Severe flooding sweeps away cars, trash and sewage
Powerful storm claims two lives in Ellicott City, damages homes and businesses in Baltimore
Above: The Jones Falls surged over its banks amid pounding rain Saturday, sweeping away cars and ruining businesses. (Fern Shen)
Carrying off plastic bottles and SUVs with equal ease, Saturday’s deadly storm slammed the Baltimore region with hard and heavy rain that left two people in Ellicott City dead and caused massive damage from downed trees, fender-benders and flooded homes and businesses.
Hardest hit in Maryland was the historic downtown of Ellicott City, evacuated amid flooding which caused the nearby Patapsco River to rise 14 feet in less than two hours, according to the National Weather Service.
With total rainfall at about 6.5 inches in Ellicott City, the storm was of a severity that happens only about one every 1,000 years, according to the Weather Service.
Gov. Larry Hogan declared a State of Emergency in Ellicott City where crews were working this morning to clear the streets of timber, trash, fallen trees and ruined cars.
In Baltimore, some of the worst damage was along the Jones Falls, particularly at Meadow Mill, where a crowd gathered yesterday to gawk at the stack of three cars pushed up on top of each other.

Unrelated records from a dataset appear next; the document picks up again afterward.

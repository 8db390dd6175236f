//! Bounded retries with exponential backoff for transient failures.

use crate::cancel::CancellationToken;
use crate::config::{timespan, SeedingOptions};
use crate::error::{MigrationError, Result};
use std::future::Future;
use std::time::Duration;
use tracing::{debug, warn};

/// Upper bound for a single backoff delay.
const MAX_RETRY_DELAY: Duration = Duration::from_secs(30);

/// How often and how patiently to retry an operation.
#[derive(Debug, Clone, Copy, PartialEq, Eq)]
pub struct RetryPolicy {
    /// Attempts after the first one.
    pub max_retries: u32,
    pub base_delay: Duration,
}

impl RetryPolicy {
    /// Run once, never retry.
    pub const fn none() -> Self {
        Self {
            max_retries: 0,
            base_delay: Duration::ZERO,
        }
    }

    /// Batch retry policy from the seeding options; negative values disable it.
    pub fn from_seeding(options: &SeedingOptions) -> Self {
        Self {
            max_retries: u32::try_from(options.max_retry_attempts).unwrap_or(0),
            base_delay: timespan::to_std_positive(&options.retry_delay).unwrap_or(Duration::ZERO),
        }
    }

    /// Delay before retry number `retry` (0-based): `base * 2^retry`, capped.
    pub fn delay_for(&self, retry: u32) -> Duration {
        let factor = 2u32.saturating_pow(retry.min(16));
        self.base_delay.saturating_mul(factor).min(MAX_RETRY_DELAY)
    }
}

impl Default for RetryPolicy {
    fn default() -> Self {
        Self::none()
    }
}

/// Run `operation` until it succeeds, fails with an error `should_retry`
/// rejects, or the policy runs out of attempts.
///
/// Cancellation is checked after every backoff sleep.
pub async fn retry_async<T, F, Fut>(
    policy: &RetryPolicy,
    cancel: &CancellationToken,
    label: &str,
    mut operation: F,
    should_retry: impl Fn(&MigrationError) -> bool,
) -> Result<T>
where
    F: FnMut() -> Fut,
    Fut: Future<Output = Result<T>>,
{
    let mut retry = 0;
    loop {
        match operation().await {
            Ok(value) => {
                if retry > 0 {
                    debug!(operation = label, attempts = retry + 1, "Succeeded after retry");
                }
                return Ok(value);
            }
            Err(e) if retry < policy.max_retries && should_retry(&e) => {
                let delay = policy.delay_for(retry);
                warn!(
                    operation = label,
                    attempt = retry + 1,
                    delay = ?delay,
                    error = %e,
                    "Transient failure, retrying"
                );
                tokio::time::sleep(delay).await;
                cancel.check()?;
                retry += 1;
            }
            Err(e) => return Err(e),
        }
    }
}

#[cfg(test)]
mod tests {
    use super::*;
    use std::sync::atomic::{AtomicU32, Ordering};

    fn busy() -> MigrationError {
        MigrationError::Timeout {
            operation: "Insert batch into Test".into(),
            after: Duration::from_millis(5),
        }
    }

    #[test]
    fn test_delay_doubles_and_caps() {
        let policy = RetryPolicy {
            max_retries: 5,
            base_delay: Duration::from_millis(100),
        };
        assert_eq!(policy.delay_for(0), Duration::from_millis(100));
        assert_eq!(policy.delay_for(2), Duration::from_millis(400));
        assert_eq!(policy.delay_for(40), MAX_RETRY_DELAY);
    }

    #[test]
    fn test_policy_from_options() {
        let mut options = SeedingOptions::default();
        options.max_retry_attempts = -3;
        assert_eq!(RetryPolicy::from_seeding(&options).max_retries, 0);
        options.max_retry_attempts = 4;
        assert_eq!(RetryPolicy::from_seeding(&options).max_retries, 4);
    }

    #[tokio::test]
    async fn test_transient_failure_recovers() {
        let calls = AtomicU32::new(0);
        let counter = &calls;
        let policy = RetryPolicy {
            max_retries: 3,
            base_delay: Duration::from_millis(1),
        };
        let result = retry_async(
            &policy,
            &CancellationToken::new(),
            "insert",
            move || async move {
                if counter.fetch_add(1, Ordering::SeqCst) < 2 {
                    Err(busy())
                } else {
                    Ok(7)
                }
            },
            MigrationError::is_retryable,
        )
        .await;
        assert_eq!(result.unwrap(), 7);
        assert_eq!(calls.load(Ordering::SeqCst), 3);
    }

    #[tokio::test]
    async fn test_gives_up_after_max_retries() {
        let calls = AtomicU32::new(0);
        let counter = &calls;
        let policy = RetryPolicy {
            max_retries: 2,
            base_delay: Duration::from_millis(1),
        };
        let result: Result<()> = retry_async(
            &policy,
            &CancellationToken::new(),
            "insert",
            move || async move {
                counter.fetch_add(1, Ordering::SeqCst);
                Err(busy())
            },
            MigrationError::is_retryable,
        )
        .await;
        assert!(matches!(result, Err(MigrationError::Timeout { .. })));
        assert_eq!(calls.load(Ordering::SeqCst), 3);
    }

    #[tokio::test]
    async fn test_permanent_failure_not_retried() {
        let calls = AtomicU32::new(0);
        let counter = &calls;
        let result: Result<()> = retry_async(
            &RetryPolicy {
                max_retries: 5,
                base_delay: Duration::from_millis(1),
            },
            &CancellationToken::new(),
            "insert",
            move || async move {
                counter.fetch_add(1, Ordering::SeqCst);
                Err(MigrationError::Sql {
                    message: "NOT NULL constraint failed".into(),
                })
            },
            MigrationError::is_retryable,
        )
        .await;
        assert!(result.is_err());
        assert_eq!(calls.load(Ordering::SeqCst), 1);
    }

    #[tokio::test]
    async fn test_cancel_during_backoff_stops() {
        let cancel = CancellationToken::new();
        let result: Result<()> = retry_async(
            &RetryPolicy {
                max_retries: 5,
                base_delay: Duration::from_millis(1),
            },
            &cancel,
            "insert",
            || {
                cancel.cancel();
                async { Err(busy()) }
            },
            MigrationError::is_retryable,
        )
        .await;
        assert!(matches!(result, Err(MigrationError::Cancelled)));
    }
}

“We’re looking for our car – it was parked right there,” said a man walking in the Meadow Mill parking lot with his wife, as workers hauled off the logs and railroad timbers left behind in the low-lying lot by the rain-swollen river.
Beside them, the odor of raw sewage was strong as the still-high Jones Falls churned away, with what appeared to be temporary Class IV rapids in places.
Rain and Raw Sewage
The odor and damage from flooding discernible all along Falls Road, which was rendered impassable during the height of the storm by flooding that covered much of the roadway.
A single orange traffic cone warned motorists away from the four sewer manhole covers at 1901 Falls Road that had been displaced by the geysers of sewage-soaked rainwater that erupted during the storm.
Those manhole covers are near Sanitary Sewer Outfall 67, a pipe just above the Baltimore Streetcar Museum where the city knowingly releases millions of gallons of raw sewage when heavy rains overwhelm the city’s aging sewer system.
Nearby, mosquitoes and dragonflies hovered around a mini-lake that had formed in front of old Pa & Pa Railroad roundhouse at 2601 Falls Road, a Highway Maintenance Division facility for the Baltimore Department of Transportation.
A security guard at the building Sunday said the water did not rise to the level of the road salt the city stores there: “They moved [the salt] out of the way just yesterday.”
Asked how much sewage was released during Saturday’s historic storm – along Falls Road and elsewhere in the city – Department of Public Works spokesman Jeffrey Raymond said the city is still calculating the totals and will report them as soon as they become available.
The walking and biking path that goes past SSO 67, part of the Jones Falls Trail, appeared to have collapsed further into the embankment leading down the stream-bed as a result of the cascading waters.
At Shananigans Toy Shop, the North Baltimore toy store located along Stony Run, rising floodwaters filled a basement storage room with 18 inches of water, the owners said.
“A lot of the items in the store are okay with a rinse-off,” shopper Margaret Suman said, emerging from the store. “They’re having a “flash-flood sale” on Wednesday.